[Stored data entries]

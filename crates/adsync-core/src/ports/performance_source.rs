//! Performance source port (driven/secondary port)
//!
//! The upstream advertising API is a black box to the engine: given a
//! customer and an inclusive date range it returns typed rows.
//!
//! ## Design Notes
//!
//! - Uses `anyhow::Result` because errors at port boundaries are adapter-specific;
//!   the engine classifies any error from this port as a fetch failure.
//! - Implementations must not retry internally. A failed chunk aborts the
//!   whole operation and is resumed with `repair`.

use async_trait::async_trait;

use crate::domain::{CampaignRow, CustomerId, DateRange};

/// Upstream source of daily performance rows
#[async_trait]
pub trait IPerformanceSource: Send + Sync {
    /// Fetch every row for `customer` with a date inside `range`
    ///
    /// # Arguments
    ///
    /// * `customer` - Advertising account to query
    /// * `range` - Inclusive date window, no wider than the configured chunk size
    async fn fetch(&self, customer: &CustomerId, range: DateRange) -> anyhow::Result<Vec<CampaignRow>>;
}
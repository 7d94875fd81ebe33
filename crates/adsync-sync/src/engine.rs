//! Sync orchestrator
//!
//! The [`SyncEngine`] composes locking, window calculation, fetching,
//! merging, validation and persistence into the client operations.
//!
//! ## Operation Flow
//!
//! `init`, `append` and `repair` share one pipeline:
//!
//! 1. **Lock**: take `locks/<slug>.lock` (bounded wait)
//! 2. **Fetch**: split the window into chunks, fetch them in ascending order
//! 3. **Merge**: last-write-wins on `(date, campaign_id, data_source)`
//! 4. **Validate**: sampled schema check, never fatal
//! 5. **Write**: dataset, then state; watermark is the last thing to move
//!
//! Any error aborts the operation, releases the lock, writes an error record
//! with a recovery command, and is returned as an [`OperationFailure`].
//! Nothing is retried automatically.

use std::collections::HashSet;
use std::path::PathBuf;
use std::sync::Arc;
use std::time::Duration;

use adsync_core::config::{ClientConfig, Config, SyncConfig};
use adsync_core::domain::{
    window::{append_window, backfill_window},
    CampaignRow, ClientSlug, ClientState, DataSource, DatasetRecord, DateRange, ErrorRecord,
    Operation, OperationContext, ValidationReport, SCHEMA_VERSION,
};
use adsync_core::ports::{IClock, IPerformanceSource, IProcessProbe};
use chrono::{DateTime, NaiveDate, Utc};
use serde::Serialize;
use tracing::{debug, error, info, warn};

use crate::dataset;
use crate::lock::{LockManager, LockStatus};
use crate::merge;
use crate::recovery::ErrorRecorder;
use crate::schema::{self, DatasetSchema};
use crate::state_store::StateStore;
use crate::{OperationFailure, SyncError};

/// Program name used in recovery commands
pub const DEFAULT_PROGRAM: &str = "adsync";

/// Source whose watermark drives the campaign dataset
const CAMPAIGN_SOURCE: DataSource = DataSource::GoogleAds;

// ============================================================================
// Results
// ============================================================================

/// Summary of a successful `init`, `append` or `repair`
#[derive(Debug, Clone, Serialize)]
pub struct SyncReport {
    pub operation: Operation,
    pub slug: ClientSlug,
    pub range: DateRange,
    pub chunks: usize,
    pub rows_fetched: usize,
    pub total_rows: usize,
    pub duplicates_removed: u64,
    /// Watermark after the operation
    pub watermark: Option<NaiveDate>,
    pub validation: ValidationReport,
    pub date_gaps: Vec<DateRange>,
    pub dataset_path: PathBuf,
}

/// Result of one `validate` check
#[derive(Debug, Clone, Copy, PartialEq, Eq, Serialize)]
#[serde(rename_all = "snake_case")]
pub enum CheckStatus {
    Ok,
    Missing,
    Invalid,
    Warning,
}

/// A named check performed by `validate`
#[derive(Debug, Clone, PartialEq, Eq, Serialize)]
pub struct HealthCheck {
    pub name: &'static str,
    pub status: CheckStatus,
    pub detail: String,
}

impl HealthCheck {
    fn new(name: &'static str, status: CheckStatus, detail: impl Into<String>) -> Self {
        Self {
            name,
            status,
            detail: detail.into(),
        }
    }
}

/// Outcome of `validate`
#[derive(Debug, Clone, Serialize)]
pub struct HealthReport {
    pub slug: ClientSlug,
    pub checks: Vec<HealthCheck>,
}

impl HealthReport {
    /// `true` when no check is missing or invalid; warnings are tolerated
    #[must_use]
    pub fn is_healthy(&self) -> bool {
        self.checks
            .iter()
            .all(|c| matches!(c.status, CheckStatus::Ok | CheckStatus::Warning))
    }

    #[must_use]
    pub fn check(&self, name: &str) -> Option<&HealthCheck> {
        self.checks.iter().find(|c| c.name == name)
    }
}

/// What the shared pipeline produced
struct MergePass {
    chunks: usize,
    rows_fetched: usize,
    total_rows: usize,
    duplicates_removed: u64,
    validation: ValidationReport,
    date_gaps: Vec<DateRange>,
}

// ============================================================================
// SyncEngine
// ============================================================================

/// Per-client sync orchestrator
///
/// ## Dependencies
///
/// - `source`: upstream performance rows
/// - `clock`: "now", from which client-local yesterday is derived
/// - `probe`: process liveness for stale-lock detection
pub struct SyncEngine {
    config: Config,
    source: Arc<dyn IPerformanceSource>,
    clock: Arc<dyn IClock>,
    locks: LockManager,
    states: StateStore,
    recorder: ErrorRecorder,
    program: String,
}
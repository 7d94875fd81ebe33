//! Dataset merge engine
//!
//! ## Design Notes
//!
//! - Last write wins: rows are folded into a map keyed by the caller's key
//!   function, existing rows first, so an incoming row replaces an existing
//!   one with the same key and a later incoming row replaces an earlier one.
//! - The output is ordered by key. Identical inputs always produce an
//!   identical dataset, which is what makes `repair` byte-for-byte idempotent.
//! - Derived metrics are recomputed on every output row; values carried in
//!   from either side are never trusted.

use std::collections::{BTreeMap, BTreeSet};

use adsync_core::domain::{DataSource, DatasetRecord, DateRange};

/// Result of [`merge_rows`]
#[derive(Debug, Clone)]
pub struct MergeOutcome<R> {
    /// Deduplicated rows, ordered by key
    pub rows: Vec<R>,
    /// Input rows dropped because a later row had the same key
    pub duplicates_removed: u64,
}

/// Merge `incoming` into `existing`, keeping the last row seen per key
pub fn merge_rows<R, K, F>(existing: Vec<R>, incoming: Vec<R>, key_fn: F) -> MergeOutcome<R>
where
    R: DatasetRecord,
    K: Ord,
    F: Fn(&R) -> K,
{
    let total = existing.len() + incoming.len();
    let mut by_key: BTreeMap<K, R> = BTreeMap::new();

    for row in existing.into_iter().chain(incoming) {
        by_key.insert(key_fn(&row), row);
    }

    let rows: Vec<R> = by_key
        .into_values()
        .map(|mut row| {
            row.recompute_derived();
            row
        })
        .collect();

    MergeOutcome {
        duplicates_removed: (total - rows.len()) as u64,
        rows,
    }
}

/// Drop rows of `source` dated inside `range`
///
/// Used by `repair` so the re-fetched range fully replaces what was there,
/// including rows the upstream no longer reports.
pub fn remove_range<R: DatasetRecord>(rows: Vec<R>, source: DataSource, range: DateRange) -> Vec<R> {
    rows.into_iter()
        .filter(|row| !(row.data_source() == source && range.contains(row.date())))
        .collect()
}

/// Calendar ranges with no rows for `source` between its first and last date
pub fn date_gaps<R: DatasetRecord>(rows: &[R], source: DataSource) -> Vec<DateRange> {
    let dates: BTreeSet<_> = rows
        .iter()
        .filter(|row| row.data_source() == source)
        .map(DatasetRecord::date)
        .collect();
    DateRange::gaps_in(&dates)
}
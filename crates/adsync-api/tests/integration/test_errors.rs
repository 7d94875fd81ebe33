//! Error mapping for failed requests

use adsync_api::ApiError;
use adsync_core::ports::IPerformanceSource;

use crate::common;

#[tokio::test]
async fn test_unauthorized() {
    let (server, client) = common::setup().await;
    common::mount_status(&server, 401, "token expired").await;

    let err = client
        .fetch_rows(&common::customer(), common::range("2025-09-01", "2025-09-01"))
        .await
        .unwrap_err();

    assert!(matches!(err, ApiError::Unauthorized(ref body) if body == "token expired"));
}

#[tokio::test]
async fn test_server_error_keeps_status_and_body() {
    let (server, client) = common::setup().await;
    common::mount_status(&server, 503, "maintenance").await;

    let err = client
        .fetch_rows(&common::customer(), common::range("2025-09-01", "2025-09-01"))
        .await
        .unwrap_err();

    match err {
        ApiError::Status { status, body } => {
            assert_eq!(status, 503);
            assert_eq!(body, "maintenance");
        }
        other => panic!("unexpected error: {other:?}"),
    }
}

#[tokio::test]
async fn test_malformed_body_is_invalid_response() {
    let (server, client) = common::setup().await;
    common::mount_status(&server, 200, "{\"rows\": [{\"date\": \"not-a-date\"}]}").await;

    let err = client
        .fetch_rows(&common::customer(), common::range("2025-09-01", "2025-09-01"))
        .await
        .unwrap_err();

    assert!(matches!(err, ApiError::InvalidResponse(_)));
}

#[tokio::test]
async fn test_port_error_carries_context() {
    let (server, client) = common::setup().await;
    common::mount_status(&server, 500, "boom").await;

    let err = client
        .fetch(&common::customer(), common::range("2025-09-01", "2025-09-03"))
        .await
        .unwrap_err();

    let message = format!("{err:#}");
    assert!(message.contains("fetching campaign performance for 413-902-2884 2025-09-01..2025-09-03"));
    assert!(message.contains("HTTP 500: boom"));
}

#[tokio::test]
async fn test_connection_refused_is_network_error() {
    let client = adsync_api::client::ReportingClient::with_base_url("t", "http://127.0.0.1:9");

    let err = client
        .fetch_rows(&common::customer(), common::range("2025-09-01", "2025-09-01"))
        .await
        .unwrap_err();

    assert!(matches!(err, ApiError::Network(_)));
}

> [EXERCISE PROMPT]: For the string "DateRange", go through the entries above and copy each line where it occurs.

> [ANSWER TO THE EXERCISE]:
use crate::domain::{CampaignRow, CustomerId, DateRange};
    async fn fetch(&self, customer: &CustomerId, range: DateRange) -> anyhow::Result<Vec<CampaignRow>>;
    CampaignRow, ClientSlug, ClientState, DataSource, DatasetRecord, DateRange, ErrorRecord,
    pub range: DateRange,
    pub date_gaps: Vec<DateRange>,
    date_gaps: Vec<DateRange>,
use adsync_core::domain::{DataSource, DatasetRecord, DateRange};
pub fn remove_range<R: DatasetRecord>(rows: Vec<R>, source: DataSource, range: DateRange) -> Vec<R> {
pub fn date_gaps<R: DatasetRecord>(rows: &[R], source: DataSource) -> Vec<DateRange> {
    DateRange::gaps_in(&dates)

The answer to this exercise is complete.